The market picture as of 10:45 pm

 Here's ES, it was negatively divergent all day, in the evening session we have a new low on 3C -leading negative divergence.

Once again the Eur/USD has formed another bear pennant, look for an upside breakout / head fake and a likely test of $1.30. I doubt $1.30 will hold and one $1.30 breaks for real, there will be a lot of selling in the Euro, which will drag equities lower due to the legacy arbitrage correlation between the dollar (and Euro) and equities. Thus far the market is playing out with the bounce and the selling of the Euro on that bounce just as expected last week BEFORE the bounce even began!

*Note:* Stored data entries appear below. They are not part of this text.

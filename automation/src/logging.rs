use tracing::level_filters::LevelFilter;
use tracing_subscriber::EnvFilter;

/// 安装 stderr 上的 fmt 订阅者，默认只输出 warn 及以上，可用 `RUST_LOG` 调整。
///
/// 重复调用是安全的：已有全局订阅者时直接忽略。
pub fn init() {
    let filter = EnvFilter::builder()
        .with_default_directive(LevelFilter::WARN.into())
        .from_env_lossy();
    let _ = tracing_subscriber::fmt::fmt()
        .with_env_filter(filter)
        .with_writer(std::io::stderr)
        .try_init();
}
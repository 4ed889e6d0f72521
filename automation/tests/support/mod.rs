//! 屏幕、鼠标与系统文件打开器的脚本化替身。

#![allow(dead_code)]

use anyhow::{Result, anyhow};
use automation::{
    ActionError, Actuator, AutomationConfig, ClickCount, Console, ImageOracle, Location,
    MatchResult, Pattern, RunCtx, SearchArea, opener::FileOpener,
};
use std::{
    cell::RefCell,
    collections::{HashMap, HashSet},
    io::{self, Write},
    path::{Path, PathBuf},
    rc::Rc,
    time::Duration,
};
use vision::Region;

/// 可在控制台释放后读回内容的 `Write` 缓冲。
#[derive(Clone, Default)]
pub struct SharedBuffer(Rc<RefCell<Vec<u8>>>);

impl SharedBuffer {
    pub fn text(&self) -> String {
        String::from_utf8_lossy(&self.0.borrow()).into_owned()
    }

    pub fn lines(&self) -> Vec<String> {
        self.text().lines().map(str::to_owned).collect()
    }
}

impl Write for SharedBuffer {
    fn write(&mut self, buf: &[u8]) -> io::Result<usize> {
        self.0.borrow_mut().extend_from_slice(buf);
        Ok(buf.len())
    }

    fn flush(&mut self) -> io::Result<()> {
        Ok(())
    }
}

/// 按预设的图案布局回答查询。
#[derive(Default)]
pub struct ScriptedOracle {
    placements: HashMap<PathBuf, Region>,
    misses: HashMap<PathBuf, usize>,
    broken: HashSet<PathBuf>,
    pub queries: Vec<(String, SearchArea)>,
}

impl ScriptedOracle {
    pub fn show(&mut self, pattern: &Pattern, region: Region) {
        self.placements.insert(pattern.image().to_path_buf(), region);
    }

    /// 接下来 `count` 次对 `pattern` 的查询返回未找到。
    pub fn miss_next(&mut self, pattern: &Pattern, count: usize) {
        self.misses.insert(pattern.image().to_path_buf(), count);
    }

    pub fn break_backend(&mut self, pattern: &Pattern) {
        self.broken.insert(pattern.image().to_path_buf());
    }

    pub fn queried(&self) -> Vec<&str> {
        self.queries.iter().map(|(name, _)| name.as_str()).collect()
    }
}

impl ImageOracle for ScriptedOracle {
    fn exists(
        &mut self,
        pattern: &Pattern,
        area: SearchArea,
        similarity: f64,
        _timeout: Duration,
    ) -> Result<Option<MatchResult>> {
        self.queries.push((pattern.name(), area));
        let key = pattern.image();
        if self.broken.contains(key) {
            return Err(anyhow!("capture failed"));
        }
        if let Some(left) = self.misses.get_mut(key) {
            if *left > 0 {
                *left -= 1;
                return Ok(None);
            }
        }
        let Some(&region) = self.placements.get(key) else {
            return Ok(None);
        };

        let visible = match area {
            SearchArea::Screen => true,
            SearchArea::Within(bounds) => bounds.intersect(&region) == Some(region),
            SearchArea::RightOf(anchor) => {
                region.x >= anchor.right()
                    && region.y >= anchor.y
                    && region.bottom() <= anchor.bottom()
            }
        };
        Ok(visible.then(|| MatchResult {
            pattern: pattern.clone(),
            region,
            score: 1.0,
            similarity,
        }))
    }
}

#[derive(Debug, Clone, PartialEq)]
pub enum Action {
    Click {
        pattern: String,
        count: ClickCount,
        at: Location,
    },
    Drag {
        pattern: String,
        from: Location,
        to: Location,
    },
}

/// 记录每次动作请求，可指定某些目标在动作前消失。
#[derive(Default)]
pub struct RecordingActuator {
    pub actions: Vec<Action>,
    vanishing: HashSet<PathBuf>,
    jammed: HashSet<PathBuf>,
}

impl RecordingActuator {
    pub fn vanish(&mut self, pattern: &Pattern) {
        self.vanishing.insert(pattern.image().to_path_buf());
    }

    pub fn jam(&mut self, pattern: &Pattern) {
        self.jammed.insert(pattern.image().to_path_buf());
    }

    fn outcome(&self, target: &MatchResult) -> Result<(), ActionError> {
        let key = target.pattern.image();
        if self.vanishing.contains(key) {
            return Err(ActionError::TargetLost);
        }
        if self.jammed.contains(key) {
            return Err(ActionError::Input(anyhow!("input device unavailable")));
        }
        Ok(())
    }
}

impl Actuator for RecordingActuator {
    fn click(&mut self, target: &MatchResult, count: ClickCount) -> Result<(), ActionError> {
        self.actions.push(Action::Click {
            pattern: target.pattern.name(),
            count,
            at: target.target(),
        });
        self.outcome(target)
    }

    fn drag_drop(&mut self, from: &MatchResult, to: Location) -> Result<(), ActionError> {
        self.actions.push(Action::Drag {
            pattern: from.pattern.name(),
            from: from.target(),
            to,
        });
        self.outcome(from)
    }
}

/// 不真正打开文件，对指定的文件名返回失败。
#[derive(Default)]
pub struct ScriptedOpener {
    pub opened: Vec<String>,
    refuse: HashSet<String>,
}

impl ScriptedOpener {
    pub fn refuse(&mut self, name: &str) {
        self.refuse.insert(name.to_owned());
    }
}

impl FileOpener for ScriptedOpener {
    fn open(&mut self, path: &Path) -> io::Result<()> {
        let name = path
            .file_name()
            .map(|n| n.to_string_lossy().into_owned())
            .unwrap_or_default();
        self.opened.push(name.clone());
        if self.refuse.contains(&name) {
            return Err(io::Error::other("no application registered"));
        }
        Ok(())
    }
}

/// 持有各替身与捕获的控制台输出，并借给 `RunCtx` 使用。
pub struct Harness {
    pub oracle: ScriptedOracle,
    pub actuator: RecordingActuator,
    pub config: AutomationConfig,
    pub stdout: SharedBuffer,
    pub stderr: SharedBuffer,
    console: Console,
}

impl Default for Harness {
    fn default() -> Self {
        let stdout = SharedBuffer::default();
        let stderr = SharedBuffer::default();
        Self {
            oracle: ScriptedOracle::default(),
            actuator: RecordingActuator::default(),
            config: AutomationConfig::default(),
            console: Console::new(stdout.clone(), stderr.clone()),
            stdout,
            stderr,
        }
    }
}

impl Harness {
    pub fn with_ctx<R>(&mut self, f: impl FnOnce(&mut RunCtx<'_>) -> R) -> R {
        let mut ctx = RunCtx::new(
            &mut self.oracle,
            &mut self.actuator,
            &mut self.console,
            &self.config,
        );
        f(&mut ctx)
    }
}

/// 每个图案单独占一行，避免无意间落在另一个图案的右侧。
pub fn show_all(oracle: &mut ScriptedOracle, patterns: &[&Pattern]) {
    for (row, pattern) in patterns.iter().enumerate() {
        oracle.show(pattern, Region::new(10, 40 * row as i32, 30, 20));
    }
}
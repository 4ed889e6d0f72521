use crate::{error::SessionError, opener::FileOpener, pipeline::Pipeline, pipeline::RunCtx};
use std::path::{Path, PathBuf};
use tracing::info;

/// 一次会话的汇总，仅用于输出与日志，不做持久化。
#[derive(Debug, Default, Clone, PartialEq, Eq)]
pub struct SessionReport {
    pub exported: Vec<String>,
    pub failed: Vec<String>,
}

/// 逐个文件执行转换流水线，最后执行一次清理流水线。
pub struct SessionDriver<'a> {
    opener: &'a mut dyn FileOpener,
    convert: &'a Pipeline,
    cleanup: &'a Pipeline,
}

impl<'a> SessionDriver<'a> {
    pub fn new(opener: &'a mut dyn FileOpener, convert: &'a Pipeline, cleanup: &'a Pipeline) -> Self {
        Self {
            opener,
            convert,
            cleanup,
        }
    }

    /// 处理全部文件。
    ///
    /// 任一文件无法打开即返回 [`SessionError::Open`]，后续文件与清理流水线都不再执行。
    /// 单个文件的步骤失败只体现在报告中。清理流水线不受失败策略影响，每一步都会尝试。
    pub fn run(
        &mut self,
        ctx: &mut RunCtx<'_>,
        files: &[PathBuf],
    ) -> Result<SessionReport, SessionError> {
        let mut report = SessionReport::default();

        for path in files {
            let name = display_name(path);
            if let Err(source) = self.opener.open(path) {
                let console = ctx.console();
                console.error(format_args!(
                    "Cannot open file of the name {name} with default application."
                ));
                console.error("Exiting program.");
                return Err(SessionError::Open {
                    path: path.clone(),
                    source,
                });
            }

            ctx.console().info(format_args!("Opened {name}"));
            if self.convert.run(ctx) {
                ctx.console().info(format_args!("Exported {name}"));
                report.exported.push(name);
            } else {
                ctx.console().info(format_args!("Failed with {name}"));
                report.failed.push(name);
            }
        }

        if !self.cleanup.run_all(ctx) {
            info!(pipeline = self.cleanup.name(), "清理流程未全部完成");
        }
        info!(
            exported = report.exported.len(),
            failed = report.failed.len(),
            "会话结束"
        );
        Ok(report)
    }
}

fn display_name(path: &Path) -> String {
    path.file_name()
        .map(|n| n.to_string_lossy().into_owned())
        .unwrap_or_else(|| path.display().to_string())
}
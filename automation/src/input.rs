use crate::oracle::{Location, MatchResult};
use thiserror::Error;

/// 单击或双击。
#[derive(Debug, Clone, Copy, PartialEq, Eq)]
pub enum ClickCount {
    Single,
    Double,
}

impl TryFrom<u8> for ClickCount {
    type Error = u8;

    fn try_from(count: u8) -> Result<Self, Self::Error> {
        match count {
            1 => Ok(ClickCount::Single),
            2 => Ok(ClickCount::Double),
            other => Err(other),
        }
    }
}

/// 执行输入动作时的失败。
#[derive(Debug, Error)]
pub enum ActionError {
    /// 查找时还在，执行动作前已从屏幕上消失。
    #[error("目标图案在执行动作前消失")]
    TargetLost,

    #[error(transparent)]
    Input(#[from] anyhow::Error),
}

/// 模拟输入接口。
///
/// 实现应在动作前确认目标仍在原处，否则返回 [`ActionError::TargetLost`]。
pub trait Actuator {
    fn click(&mut self, target: &MatchResult, count: ClickCount) -> Result<(), ActionError>;

    /// 从 `from` 的点击位置按下左键，拖到 `to` 后松开。
    fn drag_drop(&mut self, from: &MatchResult, to: Location) -> Result<(), ActionError>;
}
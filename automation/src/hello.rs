use crate::{
    console::Console,
    input::{ActionError, Actuator, ClickCount},
    oracle::{ImageOracle, SearchArea},
    pattern::Pattern,
};
use std::{process::ExitCode, time::Duration};
use tracing::warn;

/// 演示程序默认查找的图案。
pub const DEFAULT_PATTERN: &str = "images/start_button.png";

/// 演示程序的三种结局。
#[derive(Debug, Clone, Copy, PartialEq, Eq)]
pub enum HelloOutcome {
    Clicked,
    /// 找到后、点击前消失。
    Lost,
    NotFound,
}

impl HelloOutcome {
    /// 只有中途丢失目标才以非零码退出。
    pub fn exit_code(self) -> ExitCode {
        match self {
            HelloOutcome::Lost => ExitCode::from(1),
            HelloOutcome::Clicked | HelloOutcome::NotFound => ExitCode::SUCCESS,
        }
    }
}

/// 查找一次图案，找到则单击。
pub fn find_and_click(
    oracle: &mut dyn ImageOracle,
    actuator: &mut dyn Actuator,
    console: &mut Console,
    pattern: &Pattern,
    similarity: f64,
    timeout: Duration,
) -> HelloOutcome {
    let found = match oracle.exists(pattern, SearchArea::Screen, similarity, timeout) {
        Ok(found) => found,
        Err(err) => {
            warn!(pattern = %pattern.name(), "查找图案失败: {err:#}");
            None
        }
    };
    let Some(found) = found else {
        console.info("Couldn't find the pattern in the beginning!");
        return HelloOutcome::NotFound;
    };

    match actuator.click(&found, ClickCount::Single) {
        Ok(()) => HelloOutcome::Clicked,
        Err(err) => {
            if let ActionError::Input(err) = &err {
                warn!("模拟输入失败: {err:#}");
            }
            console.error("Lost sight of pattern.");
            HelloOutcome::Lost
        }
    }
}
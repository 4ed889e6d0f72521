//! 在截图中定位界面控件的模板匹配。
//!
//! 截图与参考图片统一转为 8 位灰度后比较。得分为去均值归一化互相关
//! （即 `TM_CCOEFF_NORMED`），`1.0` 表示逐像素一致，接近 `0.0` 表示内容无关。
//! 多大的得分算"找到"由调用方决定。
//!
//! 较大的模板先在缩小的图像金字塔上粗搜，再回到原分辨率在少数候选附近细化，
//! 整屏查找的耗时因此远小于逐像素穷举。

mod error;
mod matcher;
mod pyramid;
mod region;
mod template;

pub use error::VisionError;
pub use matcher::{Haystack, TemplateMatch, find_best, score_at};
pub use region::Region;
pub use template::Template;

/// 本 crate 的结果类型。
pub type VisionResult<T> = Result<T, VisionError>;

Could dumb money be the new smart money?

Today the ICI released it's weekly mutual fund flow report. First lets understand that mutual funds are the home of dumb money, IRA's 401k's and just exposure to the market. Hedge Funds are where supposed smart money lives because they are accredited investors. Mutual funds have now seen 33 consecutive weeks of 34 of mutual fund outflows, meaning dumb money has finally realized that when the market goes down, nearly all long only (98% of Mutual funds) will lose money. This makes a cumulative total of $133 billion pulled this year after last week's 4 billion outflow. Dumb money seems to see where the market is headed and by their actions have created a self-fulfilling spiral of selling as hedge funds MUST sell portfolio holdings to meet the redemptions, so as the redemptions continue, so does the selling in the market, leaving the market at lofty valuations with very little or at least a lot less actual cash in the market to support these valuations.

It's no secret that hedge and mutual funds have badly underperformed this year, thus the high rate of redemptions as well as the trickery in the market, no one feels safe after MF Global's charade.

Just chalk this up to another negative for the market. The mutual fund money didn't flow out of the market during an epic crash, so it's not likely coming back and as for hedge funds, many of which counted sovereign wealth funds and foreign banks as their clientele is unlikely to see money return either as banks and sovereigns try to recapitalize. In other words, this isn't bullish sidelined cash waiting to jump back in the market, but cash that is gone most likely forever or at least for the foreseeable future.

RIMM Has an Unexplainably Good Day

You might attribute the weakness in the Q's today (-1.41%) to ORCL's disaster last night (-11.66%), XLK (technology sector) was down 1.53%. RIMM's sub-industry group (Diversified Communication Services) was up 2.48%, however there's only 36 components in the sub-industry group and of those 36 component stocks, only 8 closed up more the 1%, RIMM closing up the most at 10.06% (second place was PGI-a small cap that closed up 3.28%). The point being, RIMM was responsible for the gains in the sub-industry group, not the other way around, which also means there's no point in even looking at the Industry group or the market.

An explanation is necessary here; the most gravitational pull on any stock most any day of the year will be the market, the gains may be more or less then the market, but when the market is up, a majority of stocks are up. The second strongest force is the Industry group and then the sub-industry group, it's rotation of industry groups that determine which stocks outperform the market on an up day or which underperform on a down day.

The point being, none of the above pulled RIMM up today, it was RIMM itself.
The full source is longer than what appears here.